L’étude permet de constater un effet significatif de la rétroaction immédiate chez les élèves qui ont une plus grande mémoire de travail, ce qui les amène à comprendre les commentaires et à mieux assimiler les éléments de la rétroaction.

Crédit : Getty

En 5 secondes

La mémoire de travail et l'aptitude linguistique des gens qui apprennent une langue seconde agissent sur l'efficacité des rétroactions de leur enseignant, selon Gabriel Michaud, de l’UdeM.

Selon vous, lequel de ces deux énoncés est correctement formulé? 

1. Au fil des années, il apprenait à jouer du piano. 

2. Au fil des années, il a appris à jouer du piano. 

Si votre langue maternelle est le français, il y a de fortes chances que vous ayez fait la distinction entre l’imparfait et le passé composé et trouvé la bonne réponse. Mais pour ceux et celles qui apprennent le français langue seconde, c’est loin d’être évident! 
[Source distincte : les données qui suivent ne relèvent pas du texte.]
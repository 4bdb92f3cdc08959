//! Forwarding client for the external transaction sponsorship service.
//!
//! The backend is a pure proxy here: it attaches the service credentials,
//! relays the payloads, and returns the service's answer. Transaction
//! construction and signing stay entirely outside this process.

use reqwest::Client;
use tracing::{info, warn};

use crate::{
    config::AppConfig,
    dto::sponsor::{
        SignSponsoredRequest, SignSponsoredResponse, SignUpstreamRequest, SignUpstreamResponse,
        SponsorTransactionRequest, SponsorTransactionResponse, SponsorUpstreamRequest,
        SponsorUpstreamResponse,
    },
    error::ServiceError,
};

/// Network used when the client does not name one.
const DEFAULT_NETWORK: &str = "testnet";
/// Header carrying the user's authentication token to the sponsorship service.
const ZKLOGIN_JWT_HEADER: &str = "zklogin-jwt";

/// Thin client proxying sponsorship calls to the external signing service.
pub struct SponsorClient {
    http: Client,
    base_url: String,
    api_key: Option<String>,
}

impl SponsorClient {
    /// Build the client from the application configuration.
    pub fn new(config: &AppConfig) -> Self {
        Self {
            http: Client::new(),
            base_url: config.sponsor_base_url().to_string(),
            api_key: config.sponsor_api_key().map(str::to_string),
        }
    }

    /// Request sponsorship for a prepared transaction block.
    pub async fn sponsor_transaction(
        &self,
        request: SponsorTransactionRequest,
    ) -> Result<SponsorTransactionResponse, ServiceError> {
        let api_key = self.require_key()?;
        let url = format!("{}/transaction-blocks/sponsor", self.base_url);
        let network = request.network.unwrap_or_else(|| DEFAULT_NETWORK.to_string());

        info!(%network, "forwarding sponsorship request");

        let response = self
            .http
            .post(&url)
            .header(ZKLOGIN_JWT_HEADER, &request.zklogin_jwt)
            .bearer_auth(api_key)
            .json(&SponsorUpstreamRequest {
                network,
                transaction_block_kind_bytes: request.transaction_block_kind_bytes,
            })
            .send()
            .await
            .map_err(|err| ServiceError::Upstream(err.to_string()))?;

        let status = response.status();
        if !status.is_success() {
            warn!(%status, "sponsorship service rejected transaction");
            return Err(ServiceError::Upstream(format!(
                "sponsorship service returned {status}"
            )));
        }

        let upstream: SponsorUpstreamResponse = response
            .json()
            .await
            .map_err(|err| ServiceError::Upstream(err.to_string()))?;

        Ok(SponsorTransactionResponse {
            success: true,
            transaction_bytes: upstream.transaction_bytes,
            digest: upstream.digest,
        })
    }

    /// Submit the user signature for a previously sponsored transaction.
    pub async fn sign_sponsored_transaction(
        &self,
        digest: &str,
        request: SignSponsoredRequest,
    ) -> Result<SignSponsoredResponse, ServiceError> {
        let api_key = self.require_key()?;
        let url = format!("{}/transaction-blocks/sponsor/{digest}", self.base_url);

        info!(digest, "forwarding sponsored-transaction signature");

        let response = self
            .http
            .post(&url)
            .bearer_auth(api_key)
            .json(&SignUpstreamRequest {
                signature: request.signature,
            })
            .send()
            .await
            .map_err(|err| ServiceError::Upstream(err.to_string()))?;

        let status = response.status();
        if !status.is_success() {
            warn!(%status, digest, "sponsorship service rejected signature");
            return Err(ServiceError::Upstream(format!(
                "sponsorship service returned {status}"
            )));
        }

        let upstream: SignUpstreamResponse = response
            .json()
            .await
            .map_err(|err| ServiceError::Upstream(err.to_string()))?;

        Ok(SignSponsoredResponse {
            success: true,
            sponsored_transaction: upstream.sponsored_transaction,
        })
    }

    fn require_key(&self) -> Result<&str, ServiceError> {
        self.api_key
            .as_deref()
            .ok_or_else(|| ServiceError::Upstream("sponsorship API key is not configured".into()))
    }
}

#[cfg(test)]
mod tests {
    use super::*;

    #[tokio::test]
    async fn missing_api_key_is_reported_without_calling_upstream() {
        let client = SponsorClient::new(&AppConfig::default());
        let err = client
            .sponsor_transaction(SponsorTransactionRequest {
                transaction_block_kind_bytes: "AAA=".into(),
                zklogin_jwt: "jwt".into(),
                network: None,
            })
            .await
            .unwrap_err();
        assert!(matches!(err, ServiceError::Upstream(_)));
    }
}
Selon les études relatives à l’apprentissage d’une deuxième langue, l’enseignement basé sur les tâches, une approche qui privilégie la communication directe plutôt que les exercices répétitifs, soutient le développement langagier. Cette approche implique notamment que l’enseignant ou l’enseignante donne une rétroaction corrective à ses élèves. 

Mais à quel moment doit-on donner cette rétroaction afin qu’elle soit optimale pour l’acquisition de la nouvelle langue?  

C’est ce qu’a voulu élucider le professeur Gabriel Michaud, de la Faculté des sciences de l'éducation de l’Université de Montréal, dans un projet de recherche dont les résultats seront publiés dans l’édition de juin de la revue System.

Rétroaction en direct ou différée… telle est la question!

Gabriel Michaud

Gabriel Michaud

Crédit : Julie Durocher

L’objectif de Gabriel Michaud était d’examiner comment les différences individuelles, entre autres la mémoire de travail et l'aptitude linguistique, agissent sur l'efficacité des rétroactions immédiates et différées dans des tâches d'écriture collaborative. 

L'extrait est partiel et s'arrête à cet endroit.